Зная Наташино восхищение стихами Пастернака (а их она ставила не ниже мандельштамовских!), О. Э. повел ее к Борису Леонидовичу, но тот был в отъезде. Не оказалось в Москве и Михоэлса, которого О. Э. нежно и восторженно любил.
Гулять с О. Э. и Н. Я. по их Москве было до чрезвычайности интересно и приятно, но угнетала искусственность и неприкаянность такого времяпрепровождения, ведь оба были здесь нелегалами и изгоями, без крыши над головой и без работы. В Воронеже, в ссылке, и то были и жилье, и работа…
5
И все-таки савёловское лето — с частыми наездами в Москву, с влюбленностью в Лилю Попову и адресованными ей и не только ей стихами, с приездами время от времени друзей (Наташи и Яхонтова с Поповой), — было сравнительно благополучным и не то чтобы беззаботным, но каким-то бодрым и обнадеживающим.

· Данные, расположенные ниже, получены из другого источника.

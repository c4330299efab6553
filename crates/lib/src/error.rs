use thiserror::Error;

#[derive(Error, Debug, PartialEq, Eq, Clone)]
pub enum PrunerError {
    #[error("Backend request failed: {0}")]
    BackendError(String),

    #[error("Serialization error: {0}")]
    SerializationError(String),

    #[error("Validation error: {0}")]
    ValidationError(String),

    #[error("Internal error: {0}")]
    InternalError(String),
}

impl From<reqwest::Error> for PrunerError {
    fn from(e: reqwest::Error) -> Self {
        PrunerError::BackendError(e.to_string())
    }
}

impl From<serde_json::Error> for PrunerError {
    fn from(e: serde_json::Error) -> Self {
        PrunerError::SerializationError(e.to_string())
    }
}

impl From<toml::de::Error> for PrunerError {
    fn from(e: toml::de::Error) -> Self {
        PrunerError::SerializationError(e.to_string())
    }
}

impl From<std::io::Error> for PrunerError {
    fn from(e: std::io::Error) -> Self {
        PrunerError::InternalError(e.to_string())
    }
}

impl From<anyhow::Error> for PrunerError {
    fn from(e: anyhow::Error) -> Self {
        PrunerError::InternalError(e.to_string())
    }
}

#[cfg(test)]
mod tests {
    use super::*;

    #[test]
    fn test_io_error_conversion() {
        let io_error = std::io::Error::other("file not found");
        let pruner_error: PrunerError = io_error.into();
        assert!(matches!(pruner_error, PrunerError::InternalError(_)));
        if let PrunerError::InternalError(msg) = pruner_error {
            assert!(msg.contains("file not found"));
        }
    }

    #[test]
    fn test_serde_json_error_conversion() {
        let json_error = serde_json::from_str::<u64>("not a number").unwrap_err();
        let pruner_error: PrunerError = json_error.into();
        assert!(matches!(pruner_error, PrunerError::SerializationError(_)));
    }

    #[test]
    fn test_toml_error_conversion() {
        let toml_error = toml::from_str::<toml::Value>("not [ valid").unwrap_err();
        let pruner_error: PrunerError = toml_error.into();
        assert!(matches!(pruner_error, PrunerError::SerializationError(_)));
    }

    #[test]
    fn test_anyhow_error_conversion() {
        let anyhow_error = anyhow::anyhow!("something went wrong");
        let pruner_error: PrunerError = anyhow_error.into();
        assert!(matches!(pruner_error, PrunerError::InternalError(_)));
        if let PrunerError::InternalError(msg) = pruner_error {
            assert!(msg.contains("something went wrong"));
        }
    }

    #[test]
    fn test_pruner_error_display() {
        let error = PrunerError::BackendError("connection refused".to_string());
        assert_eq!(format!("{error}"), "Backend request failed: connection refused");

        let error = PrunerError::ValidationError("empty URL".to_string());
        assert_eq!(format!("{error}"), "Validation error: empty URL");
    }

    #[test]
    fn test_pruner_error_debug() {
        let error = PrunerError::SerializationError("test".to_string());
        let debug_string = format!("{error:?}");
        assert!(debug_string.contains("SerializationError"));
    }

    #[test]
    fn test_pruner_error_clone() {
        let error = PrunerError::BackendError("original".to_string());
        let cloned = error.clone();
        assert_eq!(error, cloned);
    }
}
use std::fs::{File, OpenOptions};
use std::path::Path;
use std::sync::Arc;
use std::time::{SystemTime, UNIX_EPOCH};

use chrono::Utc;

use pruner_lib::{
    candidate::RemoveCandidate,
    client::CandidateSource,
    error::PrunerError,
    state::get_config,
    CandidateFeed, ReviewSession,
};

use super::types::{AuditRecord, ReviewAction};

// --- Audit trail ---

/// Append one review decision to the audit CSV. The audit trail is best
/// effort: a broken log file never interrupts the review session.
pub fn log_review_decision(candidate: &RemoveCandidate, action: ReviewAction) {
    let config = match get_config() {
        Ok(config) => config,
        Err(_) => return,
    };

    let now = SystemTime::now().duration_since(UNIX_EPOCH).unwrap_or_default().as_secs();
    let record = AuditRecord {
        timestamp: now,
        date_utc: humantime::format_rfc3339_seconds(SystemTime::now()).to_string(),
        user_id: candidate.id,
        screen_name: candidate.screen_name.clone(),
        action: action.label().to_string(),
    };

    if let Err(e) = append_audit_record(&config.review.audit_file, &record) {
        log::warn!("Failed to write audit record: {e}");
    }
}

pub fn append_audit_record(path: &str, record: &AuditRecord) -> Result<(), PrunerError> {
    let file_exists = Path::new(path).exists();
    let file = OpenOptions::new().create(true).append(true).open(path)?;

    let mut wtr = csv::WriterBuilder::new().has_headers(!file_exists).from_writer(file);
    wtr.serialize(record)
        .map_err(|e| PrunerError::SerializationError(e.to_string()))?;
    wtr.flush()?;
    Ok(())
}

// --- Non-interactive candidate listing ---

pub async fn print_candidates(source: Arc<dyn CandidateSource>) -> Result<(), PrunerError> {
    let candidates = match source.fetch_candidates().await {
        Ok(candidates) => candidates,
        Err(e) => {
            // Same degradation as the review view: an unreachable backend
            // reads as an empty candidate list.
            log::warn!("Candidate fetch failed: {e}");
            Vec::new()
        }
    };

    let mut session = ReviewSession::new();
    session.replace_feed(CandidateFeed::Loaded(candidates));

    let rows = session.visible_rows();
    if rows.is_empty() {
        println!("No remove candidates.");
        return Ok(());
    }

    let now = Utc::now();
    for (index, row) in rows.iter().enumerate() {
        println!("Row {}:", index + 1);
        for candidate in row {
            let lock = if candidate.protected { " [protected]" } else { "" };
            let recency = candidate
                .recency_label(now)
                .map(|label| format!(" | last post {label} ago"))
                .unwrap_or_default();
            println!(
                "  {:>12}  @{}{} | following {} | followers {} | {} posts{} | {}",
                candidate.id,
                candidate.screen_name,
                lock,
                candidate.friends_count,
                candidate.followers_count,
                candidate.statuses_count,
                recency,
                candidate.bigger_profile_image(),
            );
        }
    }

    Ok(())
}

// --- Standalone Stats function ---

pub async fn show_stats(source: Arc<dyn CandidateSource>) -> Result<(), PrunerError> {
    let config = get_config()?;

    println!("Fetching current candidate list...");
    let pending = match source.fetch_candidates().await {
        Ok(candidates) => candidates.len(),
        Err(e) => {
            log::warn!("Candidate fetch failed: {e}");
            0
        }
    };

    let mut removed_total = 0u64;
    let mut kept_total = 0u64;
    let mut removed_30d = 0u64;
    let mut kept_30d = 0u64;

    let path = &config.review.audit_file;
    if Path::new(path).exists() {
        let file = File::open(path)?;
        let mut rdr = csv::Reader::from_reader(file);

        let now = SystemTime::now().duration_since(UNIX_EPOCH).unwrap_or_default().as_secs();
        let thirty_days_ago = now.saturating_sub(30 * 24 * 60 * 60);

        for result in rdr.deserialize() {
            let record: AuditRecord = match result {
                Ok(record) => record,
                Err(_) => continue,
            };
            let recent = record.timestamp >= thirty_days_ago;
            if record.action == ReviewAction::Remove.label() {
                removed_total += 1;
                if recent {
                    removed_30d += 1;
                }
            } else {
                kept_total += 1;
                if recent {
                    kept_30d += 1;
                }
            }
        }
    }

    println!();
    println!("PRUNER REVIEW STATS");
    println!("--------------------------");
    println!("Pending Candidates: {pending}");
    println!("Removed (total):    {removed_total}");
    println!("Removed (30d):      {removed_30d}");
    println!("Kept (total):       {kept_total}");
    println!("Kept (30d):         {kept_30d}");
    println!("--------------------------");

    Ok(())
}
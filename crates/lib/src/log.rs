use clap::ValueEnum;

#[derive(Debug, Clone, ValueEnum)]
pub enum LoggingFormat {
    Standard,
    Json,
}
use clap::Parser;
use pruner_lib::log::LoggingFormat;

/// Global arguments used by all subcommands
#[derive(Debug, Parser)]
#[command(name = "pruner")]
pub struct GlobalArgs {
    /// Backend endpoint URL serving the candidate API
    #[arg(long, env = "PRUNER_BACKEND_URL")]
    pub backend_url: Option<String>,

    /// Path to pruner configuration file (TOML format)
    #[arg(long, default_value = "pruner.toml")]
    pub config: String,

    /// Logging output format
    #[arg(long, value_enum, default_value = "standard")]
    pub logging_format: LoggingFormat,
}
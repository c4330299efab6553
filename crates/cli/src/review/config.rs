// UI loop timing
pub const TICK_RATE_MS: u64 = 100;

// Rendering
pub const SPINNER_FRAMES: [&str; 4] = ["|", "/", "-", "\\"];
pub const CARD_HEIGHT: u16 = 8;
pub const MAX_LOG_LINES: usize = 50;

Первые раскаты Большого террора, уже вовсю громыхавшего в столицах и промышленных центрах, как бы и не доносились до кимрской глуши, и только газеты в чайной не давали расслабиться.
Н. Я. Мандельштам вспоминает некую командировку на канал Москва — Волга, устроенную для Мандельштама Лахути. Понятно, что такая командировка не была долгой, а скорее всего — и вовсе однодневной. Вероятней всего, она была как-то приторочена к 15 июля — дате открытия канала для движения судов.

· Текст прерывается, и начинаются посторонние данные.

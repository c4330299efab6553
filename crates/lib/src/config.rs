use std::{fs, path::Path};

use serde::Deserialize;

use crate::{
    constant::{DEFAULT_AUDIT_FILE, DEFAULT_BACKEND_URL, DEFAULT_REQUEST_TIMEOUT_SECS},
    error::PrunerError,
};

#[derive(Debug, Clone, Deserialize, Default)]
pub struct Config {
    #[serde(default)]
    pub backend: BackendConfig,
    #[serde(default)]
    pub review: ReviewConfig,
}

#[derive(Debug, Clone, Deserialize)]
pub struct BackendConfig {
    #[serde(default = "default_backend_url")]
    pub url: String,
    #[serde(default = "default_request_timeout")]
    pub request_timeout_seconds: u64,
}

impl Default for BackendConfig {
    fn default() -> Self {
        Self { url: default_backend_url(), request_timeout_seconds: default_request_timeout() }
    }
}

#[derive(Debug, Clone, Deserialize)]
pub struct ReviewConfig {
    #[serde(default = "default_audit_file")]
    pub audit_file: String,
}

impl Default for ReviewConfig {
    fn default() -> Self {
        Self { audit_file: default_audit_file() }
    }
}

fn default_backend_url() -> String {
    DEFAULT_BACKEND_URL.to_string()
}

fn default_request_timeout() -> u64 {
    DEFAULT_REQUEST_TIMEOUT_SECS
}

fn default_audit_file() -> String {
    DEFAULT_AUDIT_FILE.to_string()
}

impl Config {
    /// Load the TOML config. A missing file is not an error: every setting
    /// has a default and the backend URL can come from a flag or the
    /// environment. A present but unparseable file is still fatal.
    pub fn load_config<P: AsRef<Path>>(path: P) -> Result<Config, PrunerError> {
        let path = path.as_ref();
        if !path.exists() {
            log::info!("Config file {} not found, using defaults", path.display());
            return Ok(Config::default());
        }

        let contents = fs::read_to_string(path).map_err(|e| {
            PrunerError::InternalError(format!("Failed to read config file: {e}"))
        })?;

        toml::from_str(&contents).map_err(|e| {
            PrunerError::InternalError(format!("Failed to parse config file: {e}"))
        })
    }
}

#[cfg(test)]
mod tests {
    use super::*;
    use std::io::Write;
    use tempfile::NamedTempFile;

    fn write_config(contents: &str) -> NamedTempFile {
        let mut file = NamedTempFile::new().unwrap();
        file.write_all(contents.as_bytes()).unwrap();
        file
    }

    #[test]
    fn test_load_full_config() {
        let file = write_config(
            r#"
            [backend]
            url = "http://reviewer.internal:9000"
            request_timeout_seconds = 10

            [review]
            audit_file = "decisions.csv"
            "#,
        );

        let config = Config::load_config(file.path()).unwrap();
        assert_eq!(config.backend.url, "http://reviewer.internal:9000");
        assert_eq!(config.backend.request_timeout_seconds, 10);
        assert_eq!(config.review.audit_file, "decisions.csv");
    }

    #[test]
    fn test_partial_config_fills_defaults() {
        let file = write_config(
            r#"
            [backend]
            url = "http://reviewer.internal:9000"
            "#,
        );

        let config = Config::load_config(file.path()).unwrap();
        assert_eq!(config.backend.url, "http://reviewer.internal:9000");
        assert_eq!(config.backend.request_timeout_seconds, DEFAULT_REQUEST_TIMEOUT_SECS);
        assert_eq!(config.review.audit_file, DEFAULT_AUDIT_FILE);
    }

    #[test]
    fn test_invalid_config_is_an_error() {
        let file = write_config("backend = not toml at all [");
        let result = Config::load_config(file.path());
        assert!(matches!(result, Err(PrunerError::InternalError(_))));
    }

    #[test]
    fn test_missing_file_falls_back_to_defaults() {
        let config = Config::load_config("definitely_not_here.toml").unwrap();
        assert_eq!(config.backend.url, DEFAULT_BACKEND_URL);
        assert_eq!(config.backend.request_timeout_seconds, DEFAULT_REQUEST_TIMEOUT_SECS);
    }
}
// Backend endpoints
pub const REMOVE_CANDIDATES_PATH: &str = "/remove_candidates";
pub const REMOVE_USER_PATH: &str = "/remove_user";

// Presentation
pub const CARDS_PER_ROW: usize = 6;
pub const AVATAR_NORMAL_TOKEN: &str = "_normal";
pub const AVATAR_BIGGER_TOKEN: &str = "_bigger";

// Recency bucket thresholds
pub const DAYS_PER_YEAR: i64 = 365;
pub const DAYS_PER_MONTH: i64 = 30;

// Defaults
pub const DEFAULT_BACKEND_URL: &str = "http://127.0.0.1:8080";
pub const DEFAULT_REQUEST_TIMEOUT_SECS: u64 = 30;
pub const DEFAULT_AUDIT_FILE: &str = "review_log.csv";
/*
SPDX-License-Identifier: MPL-2.0
SPDX-FileCopyrightText: © 2023-2026 Bruce D'Arcus
*/

//! Publication page assembly.
//!
//! Each entry becomes one Markdown page: a front-matter block the site
//! generator reads (title, permalink, date, venue, citation) followed by a
//! short body that either links the paper or points at a scholar search.

use pubgen_core::{FieldSet, SourceConfig};

use crate::error::BuildError;
use crate::normalize::{html_escape, html_escape_full, strip_formatting, PubDate, Slug};

/// Notes and URLs this short or shorter are treated as placeholders.
const MIN_OPTIONAL_LEN: usize = 5;

const SCHOLAR_SEARCH: &str = "https://scholar.google.com/scholar?q=";

/// A finished page for one entry.
#[derive(Debug, Clone, PartialEq, Eq)]
pub struct OutputDocument {
    pub entry_id: String,
    /// `<date>-<slug>.md`
    pub filename: String,
    /// The filename without extension, as used in the permalink.
    pub html_filename: String,
    pub date: String,
    /// The citation line before front-matter escaping.
    pub citation: String,
    pub content: String,
}

/// Builds pages for the entries of one source database.
pub struct DocumentBuilder<'a> {
    source: &'a SourceConfig,
}

impl<'a> DocumentBuilder<'a> {
    pub fn new(source: &'a SourceConfig) -> Self {
        Self { source }
    }

    pub fn build(&self, entry_id: &str, fields: &FieldSet) -> Result<OutputDocument, BuildError> {
        let date = PubDate::from_fields(fields).map_err(|e| BuildError::missing(entry_id, e))?;
        let title = fields
            .require("title")
            .map_err(|e| BuildError::missing(entry_id, e))?;

        let pub_date = date.to_string();
        let slug = Slug::from_title(title);
        let html_filename = slug.html_filename(&pub_date);
        let filename = basename(&slug.md_filename(&pub_date)).to_string();

        let display_title = strip_formatting(title);
        let venue = self.venue(fields);
        let citation = citation(fields.get("author"), &display_title, &venue, &date.year);

        let note = fields
            .get("note")
            .filter(|n| n.chars().count() > MIN_OPTIONAL_LEN);
        let url = fields
            .get("url")
            .filter(|u| u.chars().count() > MIN_OPTIONAL_LEN);

        let collection = &self.source.collection;
        let mut front_matter = vec![
            "---".to_string(),
            format!("title: \"{}\"", html_escape(&display_title)),
            format!("collection: {}", collection.name),
            format!("permalink: {}{}", collection.permalink, html_filename),
        ];
        if let Some(note) = note {
            front_matter.push(format!("excerpt: '{}'", html_escape(note)));
        }
        front_matter.push(format!("date: {}", pub_date));
        front_matter.push(format!("venue: '{}'", html_escape(&venue)));
        if let Some(url) = url {
            front_matter.push(format!("paperurl: '{}'", url));
        }
        front_matter.push(format!("citation: '{}'", html_escape(&citation)));
        front_matter.push("---".to_string());

        let mut content = front_matter.join("\n");
        if let Some(note) = note {
            content.push_str(&format!("\n{}\n", html_escape(note)));
        }
        match url {
            Some(url) => {
                content.push_str(&format!(
                    "\n[Access paper here]({}){{:target=\"_blank\"}}\n",
                    url
                ));
            }
            None => {
                let query = html_escape_full(&slug.clean_title.replace('-', "+"));
                content.push_str(&format!(
                    "\nUse [Google Scholar]({}{}){{:target=\"_blank\"}} for full citation",
                    SCHOLAR_SEARCH, query
                ));
            }
        }

        Ok(OutputDocument {
            entry_id: entry_id.to_string(),
            filename,
            html_filename,
            date: pub_date,
            citation,
            content,
        })
    }

    /// Configured pretext followed by the venue field, formatting removed.
    /// A missing venue field leaves just the pretext.
    fn venue(&self, fields: &FieldSet) -> String {
        let value = fields.get(&self.source.venue_key).unwrap_or_default();
        format!("{}{}", self.source.venue_pretext, strip_formatting(value))
    }
}

/// `Authors, "Title." Venue, Year.` with the title and venue escaped.
pub fn citation(author: Option<&str>, title: &str, venue: &str, year: &str) -> String {
    let mut citation = String::new();
    if let Some(author) = author.filter(|a| !a.is_empty()) {
        citation.push_str(author);
        citation.push_str(", ");
    }
    citation.push('"');
    citation.push_str(&html_escape(title));
    citation.push_str(".\"");
    citation.push(' ');
    citation.push_str(&html_escape(venue));
    citation.push_str(", ");
    citation.push_str(year);
    citation.push('.');
    citation
}

fn basename(filename: &str) -> &str {
    filename.rsplit('/').next().unwrap_or(filename)
}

Написанный тогда по впечатлениям командировки «канальский» стишок был уничтожен Н. Я. в Ташкенте — с благословения Ахматовой. Остальные же написанные тогда стихи почти все пропали при аресте — лишь несколько уцелело в архивах С. Рудакова и Е. Поповой.
Все лето — и в Москве, и на Волге — Мандельштам был одержим идеей своего поэтического вечера в Союзе писателей. Во-первых, из памяти еще не выветрился оглушительный успех вечеров в Москве и Ленинграде на стыке 1932 и 1933 гг. Во-вторых, ему казалось (и чудесный опыт «сталинской премии» только укреплял его в этом), что спасительна не затерянность в толпе, а именно выделенность в ней. Люди и редакторы услышат его стихи, схватятся за голову и тут же станут наперебой предлагать публикации и работу. Отсюда та энергия и напор, с которыми О. М. бомбардировал Союз письмами и звонками. Сама идея вечера нравилась и Гасему Лахути, чья элементарная приветливость, на фоне холодной враждебности Ставского, уже казалась добрым знаком.

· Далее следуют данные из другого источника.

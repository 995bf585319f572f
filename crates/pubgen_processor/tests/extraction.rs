/*
SPDX-License-Identifier: MPL-2.0
SPDX-FileCopyrightText: © 2023-2026 Bruce D'Arcus
*/

mod common;
use common::*;

use pubgen_processor::{extract, extract_file};

#[test]
fn test_every_entry_keyed_by_id() {
    let database = extract(PUBLICATIONS_BIB);
    let ids: Vec<&str> = database.keys().map(String::as_str).collect();
    assert_eq!(ids, vec!["smith2019neural", "doe2020", "undated"]);
}

#[test]
fn test_fields_of_fixture() {
    let database = extract(PUBLICATIONS_BIB);

    let smith = &database["smith2019neural"];
    assert_eq!(smith.get("title"), Some("Neural Parsing for the Masses"));
    assert_eq!(smith.get("booktitle"), Some("Proceedings of the Conference on Things"));
    assert_eq!(smith.get("month"), Some("Dec"));
    assert_eq!(smith.get("url"), Some("https://example.org/smith2019.pdf"));

    let doe = &database["doe2020"];
    assert_eq!(doe.get("title"), Some("A Study of X"));
    assert_eq!(doe.get("author"), Some("Doe, J."));
    assert_eq!(doe.get("year"), Some("2020"));
    assert_eq!(doe.get("day"), Some("15"));
    assert_eq!(doe.get("note"), Some("Selected for oral presentation"));

    let undated = &database["undated"];
    assert_eq!(undated.get("year"), None);
    assert_eq!(undated.len(), 2);
}

#[test]
fn test_missing_terminator_before_next_entry() {
    let input = "\
@article{first,
  title = {First},
  year = 2001,
@article{second,
  title = {Second},
  year = 2002,
}
";
    let database = extract(input);
    assert_eq!(database.len(), 2);
    assert_eq!(database["first"].get("year"), Some("2001"));
    assert_eq!(database["second"].get("title"), Some("Second"));
}

#[test]
fn test_missing_terminator_at_end_of_input() {
    let database = extract("@article{last,\n  title = {Last},\n  year = 2003,\n");
    assert_eq!(database["last"].get("year"), Some("2003"));
}

#[test]
fn test_duplicate_id_keeps_first_position() {
    let input = "\
@article{a,
  title = {Old},
}
@article{b,
  title = {B},
}
@article{a,
  title = {New},
}
";
    let database = extract(input);
    let ids: Vec<&str> = database.keys().map(String::as_str).collect();
    assert_eq!(ids, vec!["a", "b"]);
    assert_eq!(database["a"].get("title"), Some("New"));
}

#[test]
fn test_keys_are_case_sensitive() {
    let database = extract("@article{Doe,\n title={Upper},\n}\n@article{doe,\n title={Lower},\n}\n");
    assert_eq!(database.len(), 2);
    assert_eq!(database["Doe"].get("title"), Some("Upper"));
}

#[test]
fn test_nested_braces_lose_tail() {
    let database = extract("@article{rna,\n  title = {The {RNA} World},\n  year = 1986,\n}\n");
    assert_eq!(database["rna"].get("title"), Some("The {RNA"));
    assert_eq!(database["rna"].get("year"), Some("1986"));
}

#[test]
fn test_garbage_does_not_panic() {
    let inputs = [
        "",
        "@",
        "@@@\n}}}\n",
        "@article{x, title = {unterminated\n",
        "@article{y,\n = {no name},\n title =\n}\n",
        "{\"}\n@book{z,\n\"\n",
    ];
    for input in inputs {
        let _ = extract(input);
    }
}

#[test]
fn test_extract_file_missing_is_error() {
    let dir = tempfile::tempdir().unwrap();
    assert!(extract_file(&dir.path().join("missing.bib")).is_err());

    let path = write_bib(dir.path(), "pubs.bib", PUBLICATIONS_BIB);
    assert_eq!(extract_file(&path).unwrap().len(), 3);
}
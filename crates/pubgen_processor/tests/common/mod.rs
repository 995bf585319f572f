/*
SPDX-License-Identifier: MPL-2.0
SPDX-FileCopyrightText: © 2023-2026 Bruce D'Arcus
*/

#![allow(dead_code)]

use std::collections::HashMap;
use std::fs;
use std::path::{Path, PathBuf};

use gray_matter::engine::YAML;
use gray_matter::Matter;
use pubgen_core::{Config, SourceConfig};

/// A small database mixing conference papers, a journal article, and an
/// entry with no year.
pub const PUBLICATIONS_BIB: &str = r#"% Publications

@inproceedings{smith2019neural,
  title={Neural Parsing for the Masses},
  author={Smith, Jane and Lee, Kim},
  booktitle={Proceedings of the Conference on Things},
  year={2019},
  month={Dec},
  url={https://example.org/smith2019.pdf}
}

@article{doe2020,
  title = "A Study of X",
  author = "Doe, J.",
  journal = "Journal of Y",
  year = 2020,
  month = 3,
  day = 15,
  note = {Selected for oral presentation}
}

@misc{undated,
  title={An Undated Manuscript},
  author={Nobody}
}
"#;

pub fn write_bib(dir: &Path, name: &str, content: &str) -> PathBuf {
    let path = dir.join(name);
    fs::write(&path, content).expect("fixture should be writable");
    path
}

pub fn journal_source(file: &Path) -> SourceConfig {
    SourceConfig::new("journal", file, "journal")
}

pub fn proceeding_source(file: &Path) -> SourceConfig {
    SourceConfig::new("proceeding", file, "booktitle").with_pretext("In the proceedings of ")
}

pub fn config_with(output_dir: &Path, sources: Vec<SourceConfig>) -> Config {
    Config {
        output_dir: output_dir.to_path_buf(),
        sources,
    }
}

/// Parse a generated document's front matter the way a site generator would.
pub fn front_matter(content: &str) -> (HashMap<String, serde_json::Value>, String) {
    let matter = Matter::<YAML>::new();
    let parsed = matter.parse(content);
    let data = parsed
        .data
        .expect("document should have front matter")
        .deserialize()
        .expect("front matter should deserialize");
    (data, parsed.content)
}
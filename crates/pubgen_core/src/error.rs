/*
SPDX-License-Identifier: MPL-2.0
SPDX-FileCopyrightText: © 2023-2026 Bruce D'Arcus
*/

use std::path::PathBuf;

use thiserror::Error;

#[derive(Debug, Error)]
pub enum CoreError {
    #[error("IO error: {0}")]
    Io(#[from] std::io::Error),

    #[error("configuration error in {path}: {message}")]
    Config { path: PathBuf, message: String },

    #[error("unsupported configuration format: {0}")]
    UnsupportedFormat(String),

    #[error("serialization error: {0}")]
    Serialization(String),
}

impl From<toml::ser::Error> for CoreError {
    fn from(e: toml::ser::Error) -> Self {
        CoreError::Serialization(e.to_string())
    }
}

pub type Result<T> = std::result::Result<T, CoreError>;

Но, видимо, самостоятельно решить такой государственный вопрос, как вечер Мандельштама, никто в Союзе писателей не мог. Когда же наконец 14 октября решение было рождено и спущено, то звучало оно скорее издевательски: вечер разрешить, но назначить — на завтра!
14 октября кто-то из Союза позвонил Евгению Яковлевичу и попросил срочно передать Мандельштаму о вечере. До этого брат Н. Я. не слишком-то верил в эту идею фикс свояка, но тут, не полагаясь на телеграф, он бросился на вокзал и последним поездом приехал в Савёлово.
Назавтра все трое выехали первым поездом в Москву и в назначенный час пришли в Союз. На стенах — никаких объявлений, все комнаты в клубе закрыты, никого из начальства (даже Лахути) не было, а из секретарш никто ничего определенного про вечер не знал («что-то слышали…»). Фиаско, облом!
Бросились к телефону — узнавать, а рассылались ли повестки. Шкловский не получал, но посоветовал позвонить кому-нибудь из поэтов — приглашения часто рассылались только по секциям. Набрали Асеева, и тот ответил, что как будто что-то слышал, но что разговаривать не может, ибо торопится в Большой на «Снегурочку». Больше никому звонить не стали.